*DATASET ENTRIES*:
++++++++++++++++++++
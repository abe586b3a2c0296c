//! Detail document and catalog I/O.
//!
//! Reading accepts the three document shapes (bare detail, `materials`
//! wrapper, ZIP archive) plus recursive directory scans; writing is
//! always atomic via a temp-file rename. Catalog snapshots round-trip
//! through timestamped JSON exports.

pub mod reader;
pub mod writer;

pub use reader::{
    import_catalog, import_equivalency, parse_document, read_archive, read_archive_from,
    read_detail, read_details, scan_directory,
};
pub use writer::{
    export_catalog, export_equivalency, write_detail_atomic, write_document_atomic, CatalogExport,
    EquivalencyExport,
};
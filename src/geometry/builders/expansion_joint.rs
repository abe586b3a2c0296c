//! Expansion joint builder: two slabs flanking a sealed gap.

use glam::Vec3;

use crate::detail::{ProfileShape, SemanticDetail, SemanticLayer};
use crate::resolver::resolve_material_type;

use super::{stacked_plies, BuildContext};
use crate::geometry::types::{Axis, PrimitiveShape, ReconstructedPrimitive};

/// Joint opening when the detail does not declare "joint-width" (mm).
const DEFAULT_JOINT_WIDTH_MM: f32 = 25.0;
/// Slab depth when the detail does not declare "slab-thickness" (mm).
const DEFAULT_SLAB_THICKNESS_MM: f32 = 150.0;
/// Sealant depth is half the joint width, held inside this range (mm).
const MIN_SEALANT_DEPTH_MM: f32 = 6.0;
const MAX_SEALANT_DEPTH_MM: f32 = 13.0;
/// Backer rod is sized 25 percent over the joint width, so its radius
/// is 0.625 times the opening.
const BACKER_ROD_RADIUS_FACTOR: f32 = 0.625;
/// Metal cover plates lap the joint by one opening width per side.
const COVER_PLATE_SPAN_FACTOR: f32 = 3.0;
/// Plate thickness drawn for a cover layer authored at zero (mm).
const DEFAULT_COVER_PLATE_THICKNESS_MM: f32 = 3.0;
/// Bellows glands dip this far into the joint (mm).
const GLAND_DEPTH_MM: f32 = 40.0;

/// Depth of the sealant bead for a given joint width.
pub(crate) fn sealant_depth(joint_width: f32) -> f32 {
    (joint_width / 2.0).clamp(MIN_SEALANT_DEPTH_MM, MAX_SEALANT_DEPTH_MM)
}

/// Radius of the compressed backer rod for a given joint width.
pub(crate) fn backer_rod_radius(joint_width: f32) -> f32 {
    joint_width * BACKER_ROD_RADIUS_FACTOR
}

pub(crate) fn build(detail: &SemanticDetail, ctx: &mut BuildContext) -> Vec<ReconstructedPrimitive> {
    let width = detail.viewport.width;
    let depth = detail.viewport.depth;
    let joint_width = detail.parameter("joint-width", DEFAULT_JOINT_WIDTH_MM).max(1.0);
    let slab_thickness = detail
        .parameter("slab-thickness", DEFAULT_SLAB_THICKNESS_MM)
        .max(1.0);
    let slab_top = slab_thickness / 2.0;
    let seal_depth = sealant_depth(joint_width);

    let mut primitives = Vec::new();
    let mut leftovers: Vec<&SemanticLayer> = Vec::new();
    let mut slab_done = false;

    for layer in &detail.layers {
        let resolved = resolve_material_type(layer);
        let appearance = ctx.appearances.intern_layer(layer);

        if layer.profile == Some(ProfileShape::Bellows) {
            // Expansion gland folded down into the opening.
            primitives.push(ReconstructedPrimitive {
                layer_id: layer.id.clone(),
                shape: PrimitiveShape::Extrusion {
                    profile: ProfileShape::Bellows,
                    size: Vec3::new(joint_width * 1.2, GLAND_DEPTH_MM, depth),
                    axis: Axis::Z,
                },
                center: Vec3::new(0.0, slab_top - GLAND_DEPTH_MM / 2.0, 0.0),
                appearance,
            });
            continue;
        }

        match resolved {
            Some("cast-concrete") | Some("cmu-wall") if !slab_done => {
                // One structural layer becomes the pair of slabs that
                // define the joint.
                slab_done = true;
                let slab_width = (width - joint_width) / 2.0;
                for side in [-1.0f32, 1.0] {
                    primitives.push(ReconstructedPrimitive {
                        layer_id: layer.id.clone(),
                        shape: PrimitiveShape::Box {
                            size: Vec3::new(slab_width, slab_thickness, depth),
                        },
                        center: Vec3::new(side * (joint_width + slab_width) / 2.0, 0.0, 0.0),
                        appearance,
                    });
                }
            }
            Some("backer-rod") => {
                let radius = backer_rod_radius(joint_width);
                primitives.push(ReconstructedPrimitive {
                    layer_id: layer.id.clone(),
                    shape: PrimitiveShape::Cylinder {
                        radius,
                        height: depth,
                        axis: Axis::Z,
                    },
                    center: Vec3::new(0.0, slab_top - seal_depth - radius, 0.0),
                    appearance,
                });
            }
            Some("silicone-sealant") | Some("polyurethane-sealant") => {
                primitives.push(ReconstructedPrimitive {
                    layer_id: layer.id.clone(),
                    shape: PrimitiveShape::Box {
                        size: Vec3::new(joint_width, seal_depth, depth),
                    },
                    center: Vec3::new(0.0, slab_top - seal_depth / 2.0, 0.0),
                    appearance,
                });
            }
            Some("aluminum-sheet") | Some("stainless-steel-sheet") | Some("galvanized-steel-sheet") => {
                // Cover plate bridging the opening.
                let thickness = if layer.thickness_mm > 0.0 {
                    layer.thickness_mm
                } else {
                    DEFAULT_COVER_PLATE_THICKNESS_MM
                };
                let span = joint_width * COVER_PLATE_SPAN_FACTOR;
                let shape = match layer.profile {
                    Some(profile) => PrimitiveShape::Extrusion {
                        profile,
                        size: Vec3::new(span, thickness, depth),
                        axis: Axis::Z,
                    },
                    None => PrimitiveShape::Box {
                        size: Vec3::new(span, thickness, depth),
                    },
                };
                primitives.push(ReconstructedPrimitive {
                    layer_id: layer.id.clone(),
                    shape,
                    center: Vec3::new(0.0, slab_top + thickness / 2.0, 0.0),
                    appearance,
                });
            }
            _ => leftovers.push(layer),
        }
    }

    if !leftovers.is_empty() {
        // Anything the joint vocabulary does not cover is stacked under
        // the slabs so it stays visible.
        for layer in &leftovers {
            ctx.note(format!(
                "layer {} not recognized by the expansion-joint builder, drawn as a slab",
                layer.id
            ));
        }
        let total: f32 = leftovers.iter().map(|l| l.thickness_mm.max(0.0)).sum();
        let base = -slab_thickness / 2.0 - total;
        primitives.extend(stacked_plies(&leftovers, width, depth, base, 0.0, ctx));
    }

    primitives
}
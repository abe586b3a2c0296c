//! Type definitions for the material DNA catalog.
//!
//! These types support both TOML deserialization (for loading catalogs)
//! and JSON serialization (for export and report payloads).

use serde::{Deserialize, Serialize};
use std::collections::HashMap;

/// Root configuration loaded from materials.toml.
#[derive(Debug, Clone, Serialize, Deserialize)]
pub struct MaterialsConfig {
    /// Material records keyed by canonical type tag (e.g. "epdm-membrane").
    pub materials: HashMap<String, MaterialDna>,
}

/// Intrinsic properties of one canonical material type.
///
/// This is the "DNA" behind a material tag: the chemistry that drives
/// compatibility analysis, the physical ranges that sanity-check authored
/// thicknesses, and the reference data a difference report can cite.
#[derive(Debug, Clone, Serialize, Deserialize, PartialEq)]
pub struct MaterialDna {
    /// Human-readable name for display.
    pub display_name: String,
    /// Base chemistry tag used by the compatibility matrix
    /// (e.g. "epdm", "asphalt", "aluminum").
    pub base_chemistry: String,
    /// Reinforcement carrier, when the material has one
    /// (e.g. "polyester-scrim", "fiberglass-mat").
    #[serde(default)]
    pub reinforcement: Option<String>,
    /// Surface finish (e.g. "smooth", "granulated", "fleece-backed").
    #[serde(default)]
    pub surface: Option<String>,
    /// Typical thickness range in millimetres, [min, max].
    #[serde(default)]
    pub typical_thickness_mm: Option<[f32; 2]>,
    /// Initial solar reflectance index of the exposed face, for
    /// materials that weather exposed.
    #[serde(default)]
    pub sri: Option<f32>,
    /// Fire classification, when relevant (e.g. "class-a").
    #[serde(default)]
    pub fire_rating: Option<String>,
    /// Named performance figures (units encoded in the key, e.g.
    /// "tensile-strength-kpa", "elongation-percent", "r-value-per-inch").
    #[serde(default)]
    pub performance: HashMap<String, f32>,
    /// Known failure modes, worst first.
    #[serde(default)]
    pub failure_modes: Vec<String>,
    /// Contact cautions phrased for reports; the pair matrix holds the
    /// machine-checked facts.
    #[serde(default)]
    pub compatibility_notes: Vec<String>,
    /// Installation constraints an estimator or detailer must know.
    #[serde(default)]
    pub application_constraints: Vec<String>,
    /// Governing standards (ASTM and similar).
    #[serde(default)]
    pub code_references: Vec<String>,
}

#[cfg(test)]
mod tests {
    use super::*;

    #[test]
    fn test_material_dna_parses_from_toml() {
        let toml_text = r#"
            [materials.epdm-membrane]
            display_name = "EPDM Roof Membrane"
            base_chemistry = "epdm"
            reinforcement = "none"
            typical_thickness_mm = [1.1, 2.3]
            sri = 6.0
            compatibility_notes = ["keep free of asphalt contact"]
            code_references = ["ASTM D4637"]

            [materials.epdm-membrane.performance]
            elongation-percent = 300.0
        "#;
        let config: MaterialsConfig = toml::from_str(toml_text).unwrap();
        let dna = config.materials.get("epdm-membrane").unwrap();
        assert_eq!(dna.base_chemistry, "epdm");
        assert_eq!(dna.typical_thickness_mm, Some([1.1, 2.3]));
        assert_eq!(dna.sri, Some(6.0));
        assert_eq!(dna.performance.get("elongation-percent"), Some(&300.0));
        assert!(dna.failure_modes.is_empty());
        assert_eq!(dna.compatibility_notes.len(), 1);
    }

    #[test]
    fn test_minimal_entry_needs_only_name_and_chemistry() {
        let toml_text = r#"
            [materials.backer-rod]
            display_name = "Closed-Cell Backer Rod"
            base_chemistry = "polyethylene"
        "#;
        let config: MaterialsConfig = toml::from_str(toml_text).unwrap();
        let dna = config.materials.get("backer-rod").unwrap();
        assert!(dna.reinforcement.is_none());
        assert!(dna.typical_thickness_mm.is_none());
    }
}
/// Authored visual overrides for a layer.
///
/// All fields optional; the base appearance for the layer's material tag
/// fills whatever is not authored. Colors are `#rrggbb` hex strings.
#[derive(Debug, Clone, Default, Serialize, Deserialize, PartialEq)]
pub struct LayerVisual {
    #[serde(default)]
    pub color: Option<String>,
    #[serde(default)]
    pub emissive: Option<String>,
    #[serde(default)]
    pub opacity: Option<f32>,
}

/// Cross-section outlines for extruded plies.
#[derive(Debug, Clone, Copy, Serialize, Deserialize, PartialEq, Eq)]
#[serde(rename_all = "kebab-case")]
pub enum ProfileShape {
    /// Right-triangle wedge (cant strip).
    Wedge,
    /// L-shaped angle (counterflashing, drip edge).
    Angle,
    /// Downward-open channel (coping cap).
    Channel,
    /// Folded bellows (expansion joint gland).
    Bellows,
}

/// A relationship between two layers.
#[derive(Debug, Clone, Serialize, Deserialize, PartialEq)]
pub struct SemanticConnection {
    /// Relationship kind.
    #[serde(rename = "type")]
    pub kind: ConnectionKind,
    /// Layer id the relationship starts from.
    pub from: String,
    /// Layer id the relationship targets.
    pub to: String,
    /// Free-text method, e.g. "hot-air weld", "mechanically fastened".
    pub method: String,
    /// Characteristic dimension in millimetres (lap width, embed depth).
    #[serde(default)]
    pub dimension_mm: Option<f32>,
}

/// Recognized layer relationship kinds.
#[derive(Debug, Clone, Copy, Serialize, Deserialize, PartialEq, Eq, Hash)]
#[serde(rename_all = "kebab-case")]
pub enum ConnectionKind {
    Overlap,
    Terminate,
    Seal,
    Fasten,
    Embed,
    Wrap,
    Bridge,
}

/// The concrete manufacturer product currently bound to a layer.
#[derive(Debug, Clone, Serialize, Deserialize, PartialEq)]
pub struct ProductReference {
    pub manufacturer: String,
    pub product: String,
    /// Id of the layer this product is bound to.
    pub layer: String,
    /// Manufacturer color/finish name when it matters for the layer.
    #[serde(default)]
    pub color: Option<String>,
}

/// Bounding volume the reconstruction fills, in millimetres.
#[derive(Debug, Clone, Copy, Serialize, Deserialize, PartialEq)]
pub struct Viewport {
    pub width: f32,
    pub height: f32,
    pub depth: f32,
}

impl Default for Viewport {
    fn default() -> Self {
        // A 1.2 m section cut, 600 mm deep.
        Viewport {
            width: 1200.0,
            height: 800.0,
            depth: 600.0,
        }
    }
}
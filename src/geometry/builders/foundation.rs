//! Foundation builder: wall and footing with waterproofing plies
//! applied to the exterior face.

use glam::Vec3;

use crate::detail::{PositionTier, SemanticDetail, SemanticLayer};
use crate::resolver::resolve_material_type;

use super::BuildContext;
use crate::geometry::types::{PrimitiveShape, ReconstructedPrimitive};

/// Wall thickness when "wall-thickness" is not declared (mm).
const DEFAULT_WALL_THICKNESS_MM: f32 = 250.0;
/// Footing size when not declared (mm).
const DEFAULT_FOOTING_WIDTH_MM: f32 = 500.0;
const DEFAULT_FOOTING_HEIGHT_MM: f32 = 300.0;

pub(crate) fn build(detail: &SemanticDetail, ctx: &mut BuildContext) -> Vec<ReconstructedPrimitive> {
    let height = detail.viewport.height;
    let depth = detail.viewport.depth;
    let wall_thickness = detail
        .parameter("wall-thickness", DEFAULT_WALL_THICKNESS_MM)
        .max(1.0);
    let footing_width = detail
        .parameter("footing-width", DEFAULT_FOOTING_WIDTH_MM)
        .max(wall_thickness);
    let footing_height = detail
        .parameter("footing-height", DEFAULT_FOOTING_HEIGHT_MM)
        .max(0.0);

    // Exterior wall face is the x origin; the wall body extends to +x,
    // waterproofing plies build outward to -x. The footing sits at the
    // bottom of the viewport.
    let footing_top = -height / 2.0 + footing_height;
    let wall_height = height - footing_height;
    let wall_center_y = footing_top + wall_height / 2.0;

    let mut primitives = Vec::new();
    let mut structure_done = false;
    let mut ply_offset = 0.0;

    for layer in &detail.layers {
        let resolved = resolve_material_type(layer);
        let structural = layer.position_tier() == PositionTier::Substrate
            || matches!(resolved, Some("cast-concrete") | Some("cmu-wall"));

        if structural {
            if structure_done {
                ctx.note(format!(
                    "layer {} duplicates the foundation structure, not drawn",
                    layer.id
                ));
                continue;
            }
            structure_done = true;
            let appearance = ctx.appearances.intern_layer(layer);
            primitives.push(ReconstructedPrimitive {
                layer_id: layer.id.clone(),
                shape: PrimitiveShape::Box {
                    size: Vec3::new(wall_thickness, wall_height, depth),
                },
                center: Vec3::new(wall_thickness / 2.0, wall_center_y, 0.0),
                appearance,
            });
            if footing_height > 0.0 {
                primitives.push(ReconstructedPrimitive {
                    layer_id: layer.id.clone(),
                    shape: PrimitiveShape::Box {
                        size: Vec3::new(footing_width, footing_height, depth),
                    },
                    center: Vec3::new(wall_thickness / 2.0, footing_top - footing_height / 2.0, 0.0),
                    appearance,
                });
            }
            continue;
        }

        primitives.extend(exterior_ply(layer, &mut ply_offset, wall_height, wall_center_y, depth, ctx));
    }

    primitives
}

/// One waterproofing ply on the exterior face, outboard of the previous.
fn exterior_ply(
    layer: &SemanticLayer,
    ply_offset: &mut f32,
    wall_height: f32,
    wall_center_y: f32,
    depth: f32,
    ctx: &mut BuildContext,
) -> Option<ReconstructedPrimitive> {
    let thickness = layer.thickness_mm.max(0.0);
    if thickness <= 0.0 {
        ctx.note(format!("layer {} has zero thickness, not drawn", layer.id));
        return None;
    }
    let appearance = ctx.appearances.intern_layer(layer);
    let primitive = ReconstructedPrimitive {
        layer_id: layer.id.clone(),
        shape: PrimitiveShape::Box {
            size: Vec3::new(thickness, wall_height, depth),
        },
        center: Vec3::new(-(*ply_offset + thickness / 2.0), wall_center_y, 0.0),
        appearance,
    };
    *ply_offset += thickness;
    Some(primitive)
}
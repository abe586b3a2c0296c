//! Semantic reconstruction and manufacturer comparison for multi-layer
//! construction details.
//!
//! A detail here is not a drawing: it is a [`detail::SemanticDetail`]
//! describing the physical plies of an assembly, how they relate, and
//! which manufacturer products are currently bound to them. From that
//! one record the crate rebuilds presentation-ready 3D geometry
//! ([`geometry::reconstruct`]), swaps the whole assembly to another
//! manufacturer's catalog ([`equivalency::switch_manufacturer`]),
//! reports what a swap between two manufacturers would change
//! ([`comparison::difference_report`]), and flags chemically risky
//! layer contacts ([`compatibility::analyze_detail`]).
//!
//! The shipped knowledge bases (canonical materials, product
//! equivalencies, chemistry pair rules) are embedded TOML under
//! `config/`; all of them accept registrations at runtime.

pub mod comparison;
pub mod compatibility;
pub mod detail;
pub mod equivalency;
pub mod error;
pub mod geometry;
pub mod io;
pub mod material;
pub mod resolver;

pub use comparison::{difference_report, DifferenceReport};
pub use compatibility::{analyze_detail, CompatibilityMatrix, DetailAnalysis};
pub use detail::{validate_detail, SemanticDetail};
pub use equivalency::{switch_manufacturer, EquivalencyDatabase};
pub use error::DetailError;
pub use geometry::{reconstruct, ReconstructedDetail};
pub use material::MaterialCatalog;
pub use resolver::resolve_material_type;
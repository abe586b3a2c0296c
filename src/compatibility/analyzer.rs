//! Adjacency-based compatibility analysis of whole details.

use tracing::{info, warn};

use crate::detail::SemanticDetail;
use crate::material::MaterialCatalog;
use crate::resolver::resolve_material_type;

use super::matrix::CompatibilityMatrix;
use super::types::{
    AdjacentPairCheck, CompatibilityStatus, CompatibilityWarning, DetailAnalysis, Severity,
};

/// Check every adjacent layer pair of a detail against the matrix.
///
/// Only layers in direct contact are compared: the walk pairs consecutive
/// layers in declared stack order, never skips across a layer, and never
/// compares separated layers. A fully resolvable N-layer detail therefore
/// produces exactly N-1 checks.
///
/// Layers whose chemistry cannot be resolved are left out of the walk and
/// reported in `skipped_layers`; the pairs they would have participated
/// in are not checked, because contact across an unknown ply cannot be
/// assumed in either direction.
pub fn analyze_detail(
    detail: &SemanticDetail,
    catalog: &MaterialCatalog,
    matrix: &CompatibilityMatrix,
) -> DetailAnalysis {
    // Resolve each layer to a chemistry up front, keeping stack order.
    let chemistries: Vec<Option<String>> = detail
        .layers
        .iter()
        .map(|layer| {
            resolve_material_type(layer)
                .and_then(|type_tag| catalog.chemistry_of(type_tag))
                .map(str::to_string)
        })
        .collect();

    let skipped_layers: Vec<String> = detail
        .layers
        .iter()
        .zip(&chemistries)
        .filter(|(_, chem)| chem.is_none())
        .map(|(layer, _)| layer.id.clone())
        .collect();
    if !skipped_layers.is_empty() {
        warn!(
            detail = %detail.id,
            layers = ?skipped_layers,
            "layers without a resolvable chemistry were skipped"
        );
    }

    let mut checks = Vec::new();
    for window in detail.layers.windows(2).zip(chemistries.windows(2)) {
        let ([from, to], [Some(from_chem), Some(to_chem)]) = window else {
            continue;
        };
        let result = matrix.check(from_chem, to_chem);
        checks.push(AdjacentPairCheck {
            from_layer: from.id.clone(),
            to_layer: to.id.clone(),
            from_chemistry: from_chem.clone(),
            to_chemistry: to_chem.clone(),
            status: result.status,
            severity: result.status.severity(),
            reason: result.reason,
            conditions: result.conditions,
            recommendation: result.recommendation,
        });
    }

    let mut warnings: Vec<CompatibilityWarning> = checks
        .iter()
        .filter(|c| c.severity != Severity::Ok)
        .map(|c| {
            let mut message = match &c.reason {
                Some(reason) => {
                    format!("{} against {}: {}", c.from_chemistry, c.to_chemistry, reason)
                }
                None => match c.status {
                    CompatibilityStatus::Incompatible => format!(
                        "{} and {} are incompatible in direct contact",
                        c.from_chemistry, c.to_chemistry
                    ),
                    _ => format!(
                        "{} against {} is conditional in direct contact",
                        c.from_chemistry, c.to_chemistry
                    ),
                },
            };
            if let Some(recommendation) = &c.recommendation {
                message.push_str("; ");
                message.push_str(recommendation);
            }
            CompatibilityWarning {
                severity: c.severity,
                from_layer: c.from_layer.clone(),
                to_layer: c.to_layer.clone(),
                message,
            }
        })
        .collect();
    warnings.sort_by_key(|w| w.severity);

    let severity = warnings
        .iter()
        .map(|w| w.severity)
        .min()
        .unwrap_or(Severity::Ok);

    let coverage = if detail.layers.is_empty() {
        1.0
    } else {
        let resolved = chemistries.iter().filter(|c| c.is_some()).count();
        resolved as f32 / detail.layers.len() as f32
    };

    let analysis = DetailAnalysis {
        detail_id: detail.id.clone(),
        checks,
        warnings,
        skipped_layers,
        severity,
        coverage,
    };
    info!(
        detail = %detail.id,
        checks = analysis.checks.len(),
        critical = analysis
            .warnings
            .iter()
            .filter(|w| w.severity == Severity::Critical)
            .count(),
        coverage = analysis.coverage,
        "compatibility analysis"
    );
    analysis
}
++++++++++++++++++++
*TASK INSTRUCTIONS*: Please show all lines from the entries that contain the word "Copy".

*TASK SOLUTION*:
#[derive(Debug, Clone, Copy, Serialize, Deserialize, PartialEq, Eq)]
#[derive(Debug, Clone, Copy, Serialize, Deserialize, PartialEq, Eq, Hash)]
#[derive(Debug, Clone, Copy, Serialize, Deserialize, PartialEq)]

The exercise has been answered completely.